2, ... Fluorescent lamp (light source) 5 Lighting curtain (light amount distribution uniform means) 10 Liquid crystal display device 11 Illumination device 12 Infrared reflection layer (infrared removal means, infrared reflection member) 13 Blower device 30 Illumination device 31 Infrared absorption glass (infrared removal glass) Means, infrared absorbing means) P liquid crystal panel (liquid crystal display element) S1 gap portion S2 gap portion

Claims (7)

[Claims] 1. A light source, an infrared removing unit which is disposed so as to cover the light source, removes infrared light from the light source, and transmits the infrared light, and an air flow is formed on a light transmitting side of the infrared removing unit. And a blower for suppressing heat transfer from the light source. 2. The illumination device according to claim 1, wherein the infrared ray removing means is an infrared ray reflecting member that reflects infrared rays toward the light source side and transmits light other than infrared rays. 3. The illumination device according to claim 1, wherein the infrared ray removing unit is an infrared ray absorbing unit that absorbs infrared rays and transmits light other than infrared rays. 4. The air blower is arranged so that the air flow is formed along a surface of the infrared absorbing means on the light transmitting side, and the temperature of the infrared absorbing means is lowered by the air flow.
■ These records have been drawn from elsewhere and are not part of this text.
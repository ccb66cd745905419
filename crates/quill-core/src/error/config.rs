use super::Error;

/// Error when the client configuration cannot satisfy a query.
///
/// The most common cause is selecting a computed field for which no
/// implementation was registered on the client builder.
#[derive(Debug)]
pub(super) struct ConfigError {
    message: Box<str>,
}

impl std::error::Error for ConfigError {}

impl core::fmt::Display for ConfigError {
    fn fmt(&self, f: &mut core::fmt::Formatter) -> core::fmt::Result {
        write!(f, "configuration error: {}", self.message)
    }
}

impl Error {
    /// Creates a configuration error.
    pub fn config(message: impl Into<String>) -> Error {
        Error::from(super::ErrorKind::Config(ConfigError {
            message: message.into().into(),
        }))
    }

    /// Returns `true` if this error is a configuration error.
    pub fn is_config(&self) -> bool {
        self.any_kind(|kind| matches!(kind, super::ErrorKind::Config(_)))
    }
}
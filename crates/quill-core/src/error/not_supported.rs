use super::Error;

/// Error when the active provider cannot express a requested feature.
///
/// Raised while building SQL, before anything is sent to the database. Examples
/// are native array filters on SQLite or `DISTINCT ON` on MySQL.
#[derive(Debug)]
pub(super) struct NotSupported {
    feature: Box<str>,
    provider: Box<str>,
}

impl std::error::Error for NotSupported {}

impl core::fmt::Display for NotSupported {
    fn fmt(&self, f: &mut core::fmt::Formatter) -> core::fmt::Result {
        write!(
            f,
            "{} is not supported by the \"{}\" provider",
            self.feature, self.provider
        )
    }
}

impl Error {
    /// Creates a not supported error.
    pub fn not_supported(feature: impl Into<String>, provider: impl core::fmt::Display) -> Error {
        Error::from(super::ErrorKind::NotSupported(NotSupported {
            feature: feature.into().into(),
            provider: provider.to_string().into(),
        }))
    }

    /// Returns `true` if this error is a not supported error.
    pub fn is_not_supported(&self) -> bool {
        self.any_kind(|kind| matches!(kind, super::ErrorKind::NotSupported(_)))
    }
}
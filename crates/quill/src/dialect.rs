//! Provider-specific SQL construction and value conversion.
//!
//! The query builder produces provider-neutral [`stmt`] trees and asks the
//! active [`Dialect`] for the pieces that differ: how values are encoded,
//! how JSON is navigated, and what native array operators exist.

mod mysql;
pub use mysql::MySql;

mod postgresql;
pub use postgresql::PostgreSql;

mod sqlite;
pub use sqlite::Sqlite;

pub(crate) mod subselect;

mod value;
pub use value::{ScalarType, ValueType};
pub(crate) use value::parse_datetime;

use quill_core::{
    driver::Capability,
    schema::Provider,
    stmt::{self, CastType, Expr},
    Error, Result, Value,
};

use std::{fmt::Debug, sync::Arc};

/// One step of a JSON path.
#[derive(Debug, Clone, PartialEq, Eq)]
pub enum PathSegment {
    Key(String),

    /// Array element; negative indices count from the end.
    Index(i64),
}

/// Operators on native scalar-list columns.
#[derive(Debug, Clone, Copy, PartialEq, Eq)]
pub enum ArrayOp {
    Has,
    HasEvery,
    HasSome,
}

impl ArrayOp {
    pub fn name(self) -> &'static str {
        match self {
            ArrayOp::Has => "has",
            ArrayOp::HasEvery => "hasEvery",
            ArrayOp::HasSome => "hasSome",
        }
    }
}

pub trait Dialect: Debug + Send + Sync + 'static {
    fn provider(&self) -> Provider;

    fn capability(&self) -> &'static Capability;

    /// Encodes an application value for a column of type `ty`.
    fn transform_input(&self, value: &Value, ty: &ValueType<'_>) -> Result<stmt::Value>;

    /// Decodes a column value read back from the database.
    fn transform_output(&self, value: stmt::Value, ty: &ValueType<'_>) -> Result<Value> {
        value::output(value, ty)
    }

    /// Decodes a value that was read inside a JSON object, as produced for
    /// nested relation selections.
    fn transform_json_output(&self, json: serde_json::Value, ty: &ValueType<'_>) -> Result<Value> {
        value::json_output(json, ty)
    }

    /// Wraps a column so it survives embedding in a JSON object.
    fn json_embed(&self, expr: Expr, ty: &ValueType<'_>) -> Expr;

    /// Marks `expr` as JSON so nesting it in another JSON value does not
    /// turn it into a string.
    fn json_value(&self, expr: Expr) -> Expr {
        expr
    }

    /// The empty JSON array, used when a to-many relation has no rows.
    fn empty_json_array(&self) -> Expr;

    /// Extracts the JSON value at `path`.
    fn json_get(&self, expr: Expr, path: &[PathSegment]) -> Expr;

    /// Extracts the value at `path` as unquoted text.
    fn json_get_text(&self, expr: Expr, path: &[PathSegment]) -> Expr;

    /// Compares a JSON-typed expression with a JSON literal.
    fn json_equals(&self, lhs: Expr, value: &serde_json::Value) -> Expr {
        let lhs = self.json_value(lhs);
        let rhs = Expr::cast(
            Expr::value(stmt::Value::Json(value.clone())),
            CastType::Json,
        );
        Expr::eq(lhs, rhs)
    }

    /// `true` when the JSON array at `path` contains every element of
    /// `values`.
    fn json_array_contains(
        &self,
        expr: Expr,
        path: &[PathSegment],
        values: &[serde_json::Value],
    ) -> Expr;

    /// Applies an operator to a native scalar-list column.
    fn array_filter(&self, column: Expr, op: ArrayOp, values: stmt::Value) -> Result<Expr> {
        let _ = (column, values);
        Err(Error::not_supported(
            format!("array filter \"{}\"", op.name()),
            self.provider().name(),
        ))
    }

    /// Tests a scalar-list column for emptiness.
    fn array_is_empty(&self, column: Expr, empty: bool) -> Result<Expr> {
        let _ = (column, empty);
        Err(Error::not_supported(
            "array filter \"isEmpty\"",
            self.provider().name(),
        ))
    }

    /// Appends `values` to a scalar-list column.
    fn array_push(&self, column: Expr, values: Vec<stmt::Value>) -> Result<Expr>;
}

/// Picks the dialect for `provider`.
pub fn for_provider(provider: Provider) -> Arc<dyn Dialect> {
    match provider {
        Provider::Sqlite => Arc::new(Sqlite),
        Provider::Postgresql => Arc::new(PostgreSql),
        Provider::Mysql => Arc::new(MySql),
    }
}

/// Renders `path` in the `$.a.b[0]` form SQLite and MySQL share. They
/// differ only in how an index from the end is spelled.
fn dollar_path(path: &[PathSegment], provider: Provider) -> String {
    let mut ret = String::from("$");
    for segment in path {
        match segment {
            PathSegment::Key(key) if key.chars().all(|c| c.is_ascii_alphanumeric() || c == '_') => {
                ret.push('.');
                ret.push_str(key);
            }
            PathSegment::Key(key) => {
                ret.push_str(".\"");
                ret.push_str(&key.replace('"', "\\\""));
                ret.push('"');
            }
            PathSegment::Index(index) if *index >= 0 => ret.push_str(&format!("[{index}]")),
            PathSegment::Index(-1) if provider == Provider::Mysql => ret.push_str("[last]"),
            PathSegment::Index(index) if provider == Provider::Mysql => {
                ret.push_str(&format!("[last-{}]", -index - 1))
            }
            PathSegment::Index(index) => ret.push_str(&format!("[#{index}]")),
        }
    }
    ret
}
use pretty_assertions::assert_eq;
use quill::{
    schema::{EnumDef, FieldDef, FieldDefault, ModelDef, Provider, RelationInfo},
    Schema, Value,
};
use serde_json::json;

fn schema() -> Schema {
    Schema::new(Provider::Sqlite)
        .model(
            ModelDef::new("Account")
                .map("accounts")
                .field(FieldDef::new("id", "Int").id().default(FieldDefault::Autoincrement))
                .field(FieldDef::new("fullName", "String").map("full_name"))
                .field(FieldDef::new("status", "Status"))
                .field(FieldDef::new("entries", "Entry").array().relation(RelationInfo::back())),
        )
        .model(
            ModelDef::new("Entry")
                .map("ledger_entries")
                .field(FieldDef::new("id", "Int").id().default(FieldDefault::Autoincrement))
                .field(FieldDef::new("amount", "Int"))
                .field(FieldDef::new("account", "Account").relation(RelationInfo::new(&["accountId"], &["id"])))
                .field(FieldDef::new("accountId", "Int").map("account_id").foreign_key_for("account")),
        )
        .enum_def(EnumDef::new("Status", &["ACTIVE", "CLOSED"]).map("ACTIVE", "active").map("CLOSED", "closed"))
}

const DDL: &[&str] = &[
    r#"CREATE TABLE "accounts" (
        "id" INTEGER PRIMARY KEY AUTOINCREMENT,
        "full_name" TEXT NOT NULL,
        "status" TEXT NOT NULL
    )"#,
    r#"CREATE TABLE "ledger_entries" (
        "id" INTEGER PRIMARY KEY AUTOINCREMENT,
        "amount" INTEGER NOT NULL,
        "account_id" INTEGER NOT NULL REFERENCES "accounts" ("id")
    )"#,
];

#[tokio::test]
async fn logical_names_map_to_storage_names() {
    let (client, log) = tests::setup(schema(), DDL).await;
    let accounts = client.model("Account");

    let created = accounts
        .create(json!({
            "data": {
                "fullName": "Ann Example",
                "status": "ACTIVE",
                "entries": { "create": [{ "amount": 5 }, { "amount": -2 }] },
            },
            "include": { "entries": { "select": { "amount": true }, "orderBy": { "id": "asc" } } },
        }))
        .await
        .unwrap();
    assert_eq!(
        created.to_json(),
        json!({
            "id": 1,
            "fullName": "Ann Example",
            "status": "ACTIVE",
            "entries": [{ "amount": 5 }, { "amount": -2 }],
        })
    );

    let statements = log.statements();
    assert!(statements.iter().any(|sql| sql.contains(r#""accounts""#)), "{statements:#?}");
    assert!(statements.iter().any(|sql| sql.contains(r#""full_name""#)), "{statements:#?}");
    assert!(statements.iter().any(|sql| sql.contains(r#""ledger_entries""#)), "{statements:#?}");

    let stored = client
        .query_raw(r#"SELECT "full_name", "status" FROM "accounts""#, vec![])
        .await
        .unwrap();
    assert_eq!(
        Value::List(stored).to_json(),
        json!([{ "full_name": "Ann Example", "status": "active" }])
    );
}

#[tokio::test]
async fn filters_and_aggregates_use_storage_names() {
    let (client, _) = tests::setup(schema(), DDL).await;
    let accounts = client.model("Account");

    accounts
        .create_many(json!({
            "data": [
                { "fullName": "Open", "status": "ACTIVE" },
                { "fullName": "Shut", "status": "CLOSED" },
            ],
        }))
        .await
        .unwrap();
    client
        .model("Entry")
        .create_many(json!({
            "data": [
                { "amount": 3, "accountId": 1 },
                { "amount": 4, "accountId": 1 },
                { "amount": 9, "accountId": 2 },
            ],
        }))
        .await
        .unwrap();

    let closed = accounts
        .find_many(json!({
            "where": { "status": { "in": ["CLOSED"] } },
            "select": { "fullName": true, "status": true },
        }))
        .await
        .unwrap();
    assert_eq!(closed.to_json(), json!([{ "fullName": "Shut", "status": "CLOSED" }]));

    let with_small_entries = accounts
        .find_many(json!({
            "where": { "entries": { "every": { "amount": { "lt": 5 } } } },
            "select": { "fullName": true },
        }))
        .await
        .unwrap();
    assert_eq!(with_small_entries.to_json(), json!([{ "fullName": "Open" }]));

    let totals = client
        .model("Entry")
        .group_by(json!({
            "by": ["accountId"],
            "_sum": { "amount": true },
            "orderBy": { "accountId": "asc" },
        }))
        .await
        .unwrap();
    assert_eq!(
        totals.to_json(),
        json!([
            { "accountId": 1, "_sum": { "amount": 7 } },
            { "accountId": 2, "_sum": { "amount": 9 } },
        ])
    );

    let renamed = accounts
        .update(json!({
            "where": { "id": 2 },
            "data": { "fullName": "Reopened", "status": "ACTIVE" },
            "select": { "fullName": true, "status": true },
        }))
        .await
        .unwrap();
    assert_eq!(renamed.to_json(), json!({ "fullName": "Reopened", "status": "ACTIVE" }));
}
The lighting device according to claim 3, wherein: 5. The illumination device according to claim 3, wherein the infrared absorbing means is infrared absorbing glass. 6. The illumination device according to claim 1, further comprising: a light amount distribution uniforming unit arranged to cover the light source and uniformize a light amount distribution from the light source. 7. The lighting device according to claim 1, and a liquid crystal display element that is illuminated by the lighting device to display various types of information, and the liquid crystal is provided from the lighting device. A liquid crystal display device characterized by suppressing heat transfer to a display element.